By Paula Briggs
As part of the How to Be A Creative Producer project, teenagers aged 12 and 13 have been working together to create a series of animations which will inspire other teenagers to take the leap and become creative producers, not just digital consumers.
The project will run over a series of months as the teenagers work with myself to understand how we can create visual and aural equivalents to communicate sometimes quite complicated concepts. We will be using a number of different animation techniques, and this post shares the process behind the making of two clips, both of which used a green screen.
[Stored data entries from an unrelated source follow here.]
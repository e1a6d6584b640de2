// ABOUTME: Bollard-based container runtime implementation.
// ABOUTME: Resolves digests, pulls, lists, and removes images, and manages secrets.

use crate::runtime::traits::{
    DigestResolver, ImageError, ImageOps, LocalImage, LocalImages, RegistryAuth, ResolveError,
    RuntimeInfo, RuntimeInfoError, RuntimeMetadata, SecretConfig, SecretError, SecretInfo,
    SecretOps,
};
use crate::runtime::types::RuntimeType;
use crate::types::{Digest, ImageId, ImageRef, SecretId, TagName};
use async_trait::async_trait;
use base64::Engine;
use bollard::Docker;
use bollard::auth::DockerCredentials;
use bollard::models::SecretSpec;
use bollard::query_parameters::{CreateImageOptions, ListImagesOptions, RemoveImageOptions};
use futures::StreamExt;
use hyper_util::rt::TokioIo;
use tokio::net::UnixStream;

// =============================================================================
// Error Mapping Helpers
// =============================================================================

fn map_image_pull_error(e: bollard::errors::Error, image_name: &str) -> ImageError {
    match &e {
        bollard::errors::Error::DockerResponseServerError { status_code, .. }
            if *status_code == 401 || *status_code == 403 =>
        {
            ImageError::AuthenticationFailed(image_name.to_string())
        }
        _ => ImageError::PullFailed(format!("{}: {}", image_name, e)),
    }
}

fn map_image_remove_error(e: bollard::errors::Error, image_name: &str) -> ImageError {
    match &e {
        bollard::errors::Error::DockerResponseServerError { status_code, .. }
            if *status_code == 404 =>
        {
            ImageError::NotFound(image_name.to_string())
        }
        bollard::errors::Error::DockerResponseServerError { status_code, .. }
            if *status_code == 409 =>
        {
            ImageError::InUse(image_name.to_string())
        }
        _ => ImageError::Runtime(format!("failed to remove {}: {}", image_name, e)),
    }
}

fn map_resolve_error(e: bollard::errors::Error, name: &str) -> ResolveError {
    match &e {
        bollard::errors::Error::DockerResponseServerError { status_code, .. }
            if *status_code == 404 =>
        {
            ResolveError::NotFound(name.to_string())
        }
        bollard::errors::Error::DockerResponseServerError { status_code, .. }
            if *status_code == 401 || *status_code == 403 =>
        {
            ResolveError::AuthenticationFailed(name.to_string())
        }
        _ => ResolveError::Runtime(format!("failed to resolve {}: {}", name, e)),
    }
}

fn map_secret_error(e: bollard::errors::Error) -> SecretError {
    match &e {
        bollard::errors::Error::DockerResponseServerError {
            status_code,
            message,
        } if *status_code == 404 => SecretError::NotFound(message.clone()),
        bollard::errors::Error::DockerResponseServerError {
            status_code,
            message,
        } if *status_code == 409 => SecretError::AlreadyExists(message.clone()),
        _ => SecretError::Runtime(e.to_string()),
    }
}

fn map_daemon_error(e: bollard::errors::Error) -> RuntimeInfoError {
    match e {
        bollard::errors::Error::DockerResponseServerError {
            status_code,
            message,
        } => RuntimeInfoError::Runtime(format!("{status_code}: {message}")),
        other => RuntimeInfoError::ConnectionFailed(other.to_string()),
    }
}

fn credentials(auth: Option<&RegistryAuth>) -> Option<DockerCredentials> {
    auth.map(|a| DockerCredentials {
        username: Some(a.username.clone()),
        password: Some(a.password.clone()),
        serveraddress: a.server.clone(),
        ..Default::default()
    })
}

/// Base64-encoded JSON credentials, as the libpod API expects them.
fn registry_auth_header(auth: &RegistryAuth) -> String {
    let json = serde_json::json!({
        "username": auth.username,
        "password": auth.password,
        "serveraddress": auth.server.as_deref().unwrap_or_default(),
    });
    base64::engine::general_purpose::URL_SAFE.encode(json.to_string())
}

// =============================================================================
// BollardRuntime
// =============================================================================

/// Container runtime implementation using bollard.
///
/// Supports both Docker and Podman via Docker-compatible API.
/// For Podman, pulls go through the native libpod API.
pub struct BollardRuntime {
    client: Docker,
    runtime_type: RuntimeType,
    socket_path: Option<String>,
}

impl BollardRuntime {
    /// Wrap a client; the socket path enables the libpod pull on Podman.
    pub fn new_with_socket(client: Docker, runtime_type: RuntimeType, socket_path: String) -> Self {
        Self {
            client,
            runtime_type,
            socket_path: Some(socket_path),
        }
    }

    /// Connect to a container runtime using detected runtime info.
    pub fn connect(
        info: &super::types::RuntimeInfo,
        timeout_secs: u64,
    ) -> Result<Self, RuntimeInfoError> {
        let client = Docker::connect_with_unix(
            &info.socket_path,
            timeout_secs,
            bollard::API_DEFAULT_VERSION,
        )
        .map_err(|e| RuntimeInfoError::ConnectionFailed(e.to_string()))?;
        Ok(Self::new_with_socket(
            client,
            info.runtime_type,
            info.socket_path.clone(),
        ))
    }

    /// Pull image using Podman's native libpod API with tlsVerify=false.
    /// This allows pulling from insecure (HTTP) registries.
    async fn pull_image_libpod(
        &self,
        image_name: &str,
        auth: Option<&RegistryAuth>,
    ) -> Result<(), ImageError> {
        let socket_path = self.socket_path.as_ref().ok_or_else(|| {
            ImageError::PullFailed("socket path not available for libpod API".to_string())
        })?;

        let stream = UnixStream::connect(socket_path)
            .await
            .map_err(|e| ImageError::PullFailed(format!("failed to connect to socket: {}", e)))?;

        let io = TokioIo::new(stream);

        let (mut sender, conn) = hyper::client::conn::http1::handshake(io)
            .await
            .map_err(|e| ImageError::PullFailed(format!("HTTP handshake failed: {}", e)))?;

        tokio::spawn(async move {
            if let Err(e) = conn.await {
                tracing::warn!("libpod connection error: {}", e);
            }
        });

        let uri = format!(
            "/v4.0.0/libpod/images/pull?reference={}&tlsVerify=false",
            urlencoding::encode(image_name)
        );

        let mut req = hyper::Request::builder()
            .method("POST")
            .uri(&uri)
            .header("Host", "localhost");
        if let Some(auth) = auth {
            req = req.header("X-Registry-Auth", registry_auth_header(auth));
        }

        let req = req
            .body(http_body_util::Empty::<bytes::Bytes>::new())
            .map_err(|e| ImageError::PullFailed(format!("failed to build request: {}", e)))?;

        let resp = sender
            .send_request(req)
            .await
            .map_err(|e| ImageError::PullFailed(format!("request failed: {}", e)))?;

        use http_body_util::BodyExt;

        let status = resp.status();
        let body = resp
            .into_body()
            .collect()
            .await
            .map_err(|e| ImageError::PullFailed(format!("failed to read response: {}", e)))?;
        let body_bytes = body.to_bytes();
        let body_text = String::from_utf8_lossy(&body_bytes);

        if !status.is_success() {
            return Err(ImageError::PullFailed(format!(
                "{}: libpod API error: {}",
                image_name, body_text
            )));
        }

        // Progress stream reports failures inline
        if body_text.contains("\"error\"") && !body_text.contains("\"error\":null") {
            return Err(ImageError::PullFailed(format!(
                "{}: {}",
                image_name, body_text
            )));
        }

        Ok(())
    }
}

#[async_trait]
impl RuntimeInfo for BollardRuntime {
    async fn info(&self) -> Result<RuntimeMetadata, RuntimeInfoError> {
        let info = self
            .client
            .info()
            .await
            .map_err(map_daemon_error)?;

        let name = match self.runtime_type {
            RuntimeType::Docker => "Docker".to_string(),
            RuntimeType::Podman => "Podman".to_string(),
        };

        Ok(RuntimeMetadata {
            name,
            version: info.server_version.unwrap_or_default(),
            api_version: bollard::API_DEFAULT_VERSION.to_string(),
            os: info.operating_system.unwrap_or_default(),
            arch: info.architecture.unwrap_or_default(),
        })
    }

    async fn ping(&self) -> Result<(), RuntimeInfoError> {
        self.client
            .ping()
            .await
            .map_err(map_daemon_error)?;
        Ok(())
    }
}

#[async_trait]
impl DigestResolver for BollardRuntime {
    async fn resolve_digest(
        &self,
        name: &TagName,
        auth: Option<&RegistryAuth>,
    ) -> Result<Digest, ResolveError> {
        // The daemon asks the registry through its distribution endpoint,
        // honoring its own mirror and insecure-registry settings.
        let inspect = self
            .client
            .inspect_registry_image(name.as_str(), credentials(auth))
            .await
            .map_err(|e| map_resolve_error(e, name.as_str()))?;

        let raw = inspect.descriptor.digest.ok_or_else(|| ResolveError::InvalidDigest {
            name: name.to_string(),
            digest: String::new(),
        })?;

        let digest = Digest::parse(&raw).map_err(|_| ResolveError::InvalidDigest {
            name: name.to_string(),
            digest: raw.clone(),
        })?;

        tracing::debug!(name = %name, digest = %digest, "resolved registry digest");
        Ok(digest)
    }
}

#[async_trait]
impl ImageOps for BollardRuntime {
    async fn pull_image(
        &self,
        reference: &ImageRef,
        auth: Option<&RegistryAuth>,
    ) -> Result<(), ImageError> {
        let image_name = reference.to_string();
        tracing::debug!(reference = %image_name, "pulling image");

        if self.runtime_type == RuntimeType::Podman && self.socket_path.is_some() {
            return self.pull_image_libpod(&image_name, auth).await;
        }

        let opts = CreateImageOptions {
            from_image: Some(image_name.clone()),
            ..Default::default()
        };

        // Pull returns a stream of progress updates - consume it
        let mut stream = self.client.create_image(Some(opts), None, credentials(auth));
        while let Some(result) = stream.next().await {
            result.map_err(|e| map_image_pull_error(e, &image_name))?;
        }

        Ok(())
    }

    async fn list_images(&self) -> Result<LocalImages, ImageError> {
        let opts = ListImagesOptions {
            all: false,
            ..Default::default()
        };

        let summaries = self
            .client
            .list_images(Some(opts))
            .await
            .map_err(|e| ImageError::Runtime(format!("failed to list images: {}", e)))?;

        Ok(LocalImages::new(summaries.into_iter().map(|s| LocalImage {
            id: ImageId::new(s.id),
            repo_tags: s.repo_tags,
            repo_digests: s.repo_digests,
        })))
    }

    async fn remove_image(&self, reference: &ImageRef, force: bool) -> Result<(), ImageError> {
        let image_name = reference.to_string();

        let opts = RemoveImageOptions {
            force,
            ..Default::default()
        };

        self.client
            .remove_image(&image_name, Some(opts), None)
            .await
            .map_err(|e| map_image_remove_error(e, &image_name))?;

        Ok(())
    }
}

#[async_trait]
impl SecretOps for BollardRuntime {
    async fn create_secret(&self, config: &SecretConfig) -> Result<SecretId, SecretError> {
        let spec = SecretSpec {
            name: Some(config.name.clone()),
            labels: Some(config.labels.clone()),
            // The engine API carries secret data base64-encoded
            data: Some(base64::engine::general_purpose::STANDARD.encode(&config.data)),
            ..Default::default()
        };

        let created = self
            .client
            .create_secret(spec)
            .await
            .map_err(map_secret_error)?;

        Ok(SecretId::new(created.id))
    }

    async fn inspect_secret(&self, id: &SecretId) -> Result<SecretInfo, SecretError> {
        let secret = self
            .client
            .inspect_secret(id.as_str())
            .await
            .map_err(map_secret_error)?;

        let spec = secret.spec.unwrap_or_default();
        Ok(SecretInfo {
            id: SecretId::new(secret.id.unwrap_or_else(|| id.to_string())),
            name: spec.name.unwrap_or_default(),
            labels: spec.labels.unwrap_or_default(),
        })
    }

    async fn remove_secret(&self, id: &SecretId) -> Result<(), SecretError> {
        self.client
            .delete_secret(id.as_str())
            .await
            .map_err(map_secret_error)
    }
}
The sessions used minimal equipment and we had no previous experience!
Clip 1 – Cycling Through a Wheat Field
Part of the project involves helping teenagers understand the creative process itself, and sharing how they might use this knowledge to help themselves access and feed their own creativity. One of the concepts within this is to communicate the idea that sometimes ideas come when we are not actually involved in our main area of work, and that we need to do other things in our day, particularly physical things, which distract us just enough to give ourselves space for an idea to land.
In this small clip, and inspired by a recent school production of Spamalot (children were introduced to Monty Python’s archetypal imagery) we decided to animate a man, cycling through a wheat field on a hot summers day.
In addition to using technology to create this animation, I felt that I wanted the animation itself to feel made by hand.
I showed the children this video here in which Terry Gilliam shares the making of some Monty Python animations. The contrast between the very low-tech animation style with today’s animation apps is striking but inspiring!
We began by making elements to work with.
A simple bike was made from a paper print and dowel. No moving parts needed:
A wheat field was made by drawing single ears of wheat, and trapping them between two pieces of wood:
A VERY low tech green screen was made from green paper:
A hairdryer was used to create a breeze to blow through the field:
A bird was drawn on white paper and attached to a green card rod:
The elements were brought together. We shot the animation on an iPad using Stop Motion Pro software, simply using the green screen setting within the app. The resulting clip (with sound) was then further edited in iMovie. The clip will form part of a larger story line in the finished animation.
Clip 2 – A Safe Space
The second clip forms part of a section in the project in which we want to communicate the various reasons why being creative might be good for our wellbeing. In this particular clip, teenagers wanted to share the idea that creating stuff can help you forget your anxieties: through making things (whatever form that takes) you create for yourself a safe space, and you put yourself in the centre of your own world.
This green screen animation combines whiteboard animation with blue screen, and involved editing in iMovie to superimpose two animation clips.
We began by drawing directly on a whiteboard with whiteboard pen to create a growing line drawing stop frame animation. We added text (which we had printed and cut out) to the image. This formed one clip, and was once again filmed in Stop Motion Pro.
We then took a photograph of a walking figure carrying a guitar. Ignore the green screen here – we weren’t using it!
We printed out the figure on A4 card and used it to animate:
We then filmed 3 separate stop frame animations using a large green screen:
We used 3 images which were imported to the iPad as green screen backgrounds: a night sky, a wood and an old house. The idea was that each of these would provide a different context/mood/safe space for the guitarist as he played:
We imported all the footage into iMovie and used the “picture in picture” feature to superimpose the green screen animations onto the whiteboard animations. Music was added and the (nearly finished) clip is shared below:
Many thanks to Rowan, Alex, Amelia, Lluis and Immy for working on these scenes!